Estaba mirando a Tomás, pero su mirada no iba dirigida a sus ojos, sino, diez centímetros más arriba, a su pelo que olía a sexo ajeno. Decía:
—Tomás, ya no puedo soportarlo. Yo sé que no tengo derecho a quejarme. Desde que volviste a Praga, por mi culpa, me he prohibido a mí misma tener celos. No quiero tener celos, pero no tengo fuerza, suficiente para impedirlo. ¡Por favor, ayúdame!
La cogió del brazo y la llevó hasta el parque al que, años atrás, solían ir a pasear. Los bancos eran azules, amarillos, rojos. Se sentaron en uno de ellos y Tomás dijo:
—Te comprendo. Sé lo que quieres. Está todo preparado. Ahora irás a la colina de Petrin.

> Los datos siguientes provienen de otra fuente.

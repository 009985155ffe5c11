//! Bearer API key check for the OpenAI-compatible routes

use axum::{
    Json,
    extract::Request,
    http::{HeaderMap, StatusCode, header::AUTHORIZATION},
    middleware::Next,
    response::{IntoResponse, Response},
};
use std::collections::HashSet;
use std::sync::Arc;
use thiserror::Error;

/// Authentication errors
#[derive(Debug, Error, PartialEq, Eq)]
pub enum AuthError {
    #[error("Missing API key")]
    MissingKey,

    #[error("Invalid API key")]
    InvalidKey,
}

impl IntoResponse for AuthError {
    fn into_response(self) -> Response {
        let status = match self {
            AuthError::MissingKey => StatusCode::UNAUTHORIZED,
            AuthError::InvalidKey => StatusCode::FORBIDDEN,
        };

        tracing::warn!(error = %self, "Authentication failed");

        let body = Json(crate::error::ErrorResponse {
            error: self.to_string(),
            timestamp: chrono::Utc::now(),
        });
        (status, body).into_response()
    }
}

/// Accepted bearer keys. An empty set leaves the routes open.
#[derive(Debug, Clone, Default)]
pub struct ApiKeys {
    keys: HashSet<String>,
}

impl ApiKeys {
    pub fn new<I, S>(keys: I) -> Self
    where
        I: IntoIterator<Item = S>,
        S: Into<String>,
    {
        Self {
            keys: keys
                .into_iter()
                .map(Into::into)
                .filter(|key: &String| !key.is_empty())
                .collect(),
        }
    }

    pub fn is_open(&self) -> bool {
        self.keys.is_empty()
    }

    pub fn check(&self, headers: &HeaderMap) -> Result<(), AuthError> {
        if self.is_open() {
            return Ok(());
        }

        let token = headers
            .get(AUTHORIZATION)
            .and_then(|value| value.to_str().ok())
            .and_then(|value| value.strip_prefix("Bearer "))
            .ok_or(AuthError::MissingKey)?;

        if self.keys.contains(token) {
            Ok(())
        } else {
            Err(AuthError::InvalidKey)
        }
    }
}

/// Axum middleware rejecting requests without an accepted bearer key
pub async fn api_key_middleware(
    keys: Arc<ApiKeys>,
    request: Request,
    next: Next,
) -> Result<Response, AuthError> {
    keys.check(request.headers())?;
    Ok(next.run(request).await)
}

#[cfg(test)]
mod tests {
    use super::*;
    use axum::{Router, body::Body, http::Request as AxumRequest, middleware, routing::get};
    use tower::ServiceExt;

    fn headers(authorization: Option<&str>) -> HeaderMap {
        let mut headers = HeaderMap::new();
        if let Some(value) = authorization {
            headers.insert(AUTHORIZATION, value.parse().unwrap());
        }
        headers
    }

    #[test]
    fn test_no_keys_means_open() {
        let keys = ApiKeys::new(Vec::<String>::new());
        assert!(keys.is_open());
        assert_eq!(keys.check(&headers(None)), Ok(()));
    }

    #[test]
    fn test_blank_keys_are_ignored() {
        assert!(ApiKeys::new(["", ""]).is_open());
    }

    #[test]
    fn test_key_checks() {
        let keys = ApiKeys::new(["sk-one", "sk-two"]);

        assert_eq!(keys.check(&headers(None)), Err(AuthError::MissingKey));
        assert_eq!(keys.check(&headers(Some("sk-one"))), Err(AuthError::MissingKey));
        assert_eq!(keys.check(&headers(Some("Basic sk-one"))), Err(AuthError::MissingKey));
        assert_eq!(keys.check(&headers(Some("Bearer sk-three"))), Err(AuthError::InvalidKey));
        assert_eq!(keys.check(&headers(Some("Bearer sk-two"))), Ok(()));
    }

    #[tokio::test]
    async fn test_middleware_statuses() {
        let keys = Arc::new(ApiKeys::new(["sk-one"]));
        let app = Router::new()
            .route("/v1/test", get(|| async { "ok" }))
            .route_layer(middleware::from_fn(move |req, next| {
                let keys = keys.clone();
                api_key_middleware(keys, req, next)
            }));

        for (authorization, expected) in [
            (None, StatusCode::UNAUTHORIZED),
            (Some("Bearer nope"), StatusCode::FORBIDDEN),
            (Some("Bearer sk-one"), StatusCode::OK),
        ] {
            let mut request = AxumRequest::builder().uri("/v1/test");
            if let Some(value) = authorization {
                request = request.header(AUTHORIZATION, value);
            }
            let response = app
                .clone()
                .oneshot(request.body(Body::empty()).unwrap())
                .await
                .unwrap();
            assert_eq!(response.status(), expected);
        }
    }
}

De repente se sintió angustiada:
—¿A Petrin? ¿Por qué a Petrin?
—Llegarás hasta arriba y lo entenderás todo.
Le pesaba terriblemente tener que ir; su cuerpo estaba tan débil que no podía levantarse del banco. Pero era incapaz de desobedecer. Se incorporó con esfuerzo.
Miró a su alrededor. Seguía sentado en el banco y le sonreía casi con alegría. Le hizo con la mano un gesto que pretendía animarla a que fuera.